◆ The problem: Return verbatim all lines from the first one in the records to the line with "to build news", both ends kept.

***** Records provided

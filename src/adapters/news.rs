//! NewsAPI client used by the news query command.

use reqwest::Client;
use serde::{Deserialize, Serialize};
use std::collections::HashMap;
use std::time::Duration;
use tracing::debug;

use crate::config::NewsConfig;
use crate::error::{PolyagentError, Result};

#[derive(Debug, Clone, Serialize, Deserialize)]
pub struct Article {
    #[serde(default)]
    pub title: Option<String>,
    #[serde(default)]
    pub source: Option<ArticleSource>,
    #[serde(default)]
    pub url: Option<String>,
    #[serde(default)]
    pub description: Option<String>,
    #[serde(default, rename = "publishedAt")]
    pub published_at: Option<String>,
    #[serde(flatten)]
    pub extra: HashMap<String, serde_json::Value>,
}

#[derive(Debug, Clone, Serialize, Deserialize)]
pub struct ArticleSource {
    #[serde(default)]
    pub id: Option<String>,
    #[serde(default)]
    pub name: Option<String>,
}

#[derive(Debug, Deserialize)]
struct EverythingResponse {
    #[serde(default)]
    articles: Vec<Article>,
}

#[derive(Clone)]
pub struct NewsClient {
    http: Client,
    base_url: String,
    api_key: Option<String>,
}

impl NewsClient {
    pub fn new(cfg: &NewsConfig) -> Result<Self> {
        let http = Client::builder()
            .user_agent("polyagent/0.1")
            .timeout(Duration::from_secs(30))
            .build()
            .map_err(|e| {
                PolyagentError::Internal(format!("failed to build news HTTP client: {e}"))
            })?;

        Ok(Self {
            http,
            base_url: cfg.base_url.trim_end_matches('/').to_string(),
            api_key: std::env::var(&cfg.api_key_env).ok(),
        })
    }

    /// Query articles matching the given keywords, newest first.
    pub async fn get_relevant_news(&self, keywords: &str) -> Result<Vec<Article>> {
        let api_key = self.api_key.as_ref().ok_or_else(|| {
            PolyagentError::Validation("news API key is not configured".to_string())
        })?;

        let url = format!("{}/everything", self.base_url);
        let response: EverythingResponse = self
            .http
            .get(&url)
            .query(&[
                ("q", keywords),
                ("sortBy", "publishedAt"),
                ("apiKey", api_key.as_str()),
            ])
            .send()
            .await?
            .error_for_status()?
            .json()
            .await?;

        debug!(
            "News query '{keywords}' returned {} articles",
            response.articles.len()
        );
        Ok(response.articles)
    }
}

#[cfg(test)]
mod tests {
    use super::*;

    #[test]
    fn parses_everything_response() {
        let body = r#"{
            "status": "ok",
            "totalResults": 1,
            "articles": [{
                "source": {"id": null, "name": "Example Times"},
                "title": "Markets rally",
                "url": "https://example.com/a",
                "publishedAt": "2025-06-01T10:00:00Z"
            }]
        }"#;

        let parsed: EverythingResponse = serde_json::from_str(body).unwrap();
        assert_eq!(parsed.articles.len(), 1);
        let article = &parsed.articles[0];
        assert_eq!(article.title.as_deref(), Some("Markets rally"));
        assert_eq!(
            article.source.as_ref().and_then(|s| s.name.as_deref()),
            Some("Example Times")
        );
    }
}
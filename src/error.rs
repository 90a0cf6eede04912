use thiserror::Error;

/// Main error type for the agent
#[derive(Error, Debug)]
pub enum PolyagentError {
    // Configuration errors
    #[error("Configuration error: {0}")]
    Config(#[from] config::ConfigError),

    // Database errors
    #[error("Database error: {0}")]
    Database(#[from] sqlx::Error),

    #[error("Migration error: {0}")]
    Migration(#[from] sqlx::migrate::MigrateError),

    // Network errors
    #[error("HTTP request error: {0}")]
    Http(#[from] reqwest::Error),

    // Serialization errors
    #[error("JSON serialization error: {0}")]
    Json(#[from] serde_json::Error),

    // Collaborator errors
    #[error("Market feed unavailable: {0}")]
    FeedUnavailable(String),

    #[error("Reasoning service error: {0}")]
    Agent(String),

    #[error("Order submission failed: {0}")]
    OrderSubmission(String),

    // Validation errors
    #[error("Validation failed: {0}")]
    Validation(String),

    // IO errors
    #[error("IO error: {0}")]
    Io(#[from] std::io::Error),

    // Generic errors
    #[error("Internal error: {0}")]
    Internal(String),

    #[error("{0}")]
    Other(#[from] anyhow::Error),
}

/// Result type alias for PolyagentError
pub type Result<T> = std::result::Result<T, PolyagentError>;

**********

◆ Exercise solution:
filename src/adapters/news.rs
//! NewsAPI client used by the news query command.

use reqwest::Client;
use serde::{Deserialize, Serialize};
use std::collections::HashMap;
use std::time::Duration;
use tracing::debug;

use crate::config::NewsConfig;
use crate::error::{PolyagentError, Result};

#[derive(Debug, Clone, Serialize, Deserialize)]
pub struct Article {
    #[serde(default)]
    pub title: Option<String>,
    #[serde(default)]
    pub source: Option<ArticleSource>,
    #[serde(default)]
    pub url: Option<String>,
    #[serde(default)]
    pub description: Option<String>,
    #[serde(default, rename = "publishedAt")]
    pub published_at: Option<String>,
    #[serde(flatten)]
    pub extra: HashMap<String, serde_json::Value>,
}

#[derive(Debug, Clone, Serialize, Deserialize)]
pub struct ArticleSource {
    #[serde(default)]
    pub id: Option<String>,
    #[serde(default)]
    pub name: Option<String>,
}

#[derive(Debug, Deserialize)]
struct EverythingResponse {
    #[serde(default)]
    articles: Vec<Article>,
}

#[derive(Clone)]
pub struct NewsClient {
    http: Client,
    base_url: String,
    api_key: Option<String>,
}

impl NewsClient {
    pub fn new(cfg: &NewsConfig) -> Result<Self> {
        let http = Client::builder()
            .user_agent("polyagent/0.1")
            .timeout(Duration::from_secs(30))
            .build()
            .map_err(|e| {
                PolyagentError::Internal(format!("failed to build news HTTP client: {e}"))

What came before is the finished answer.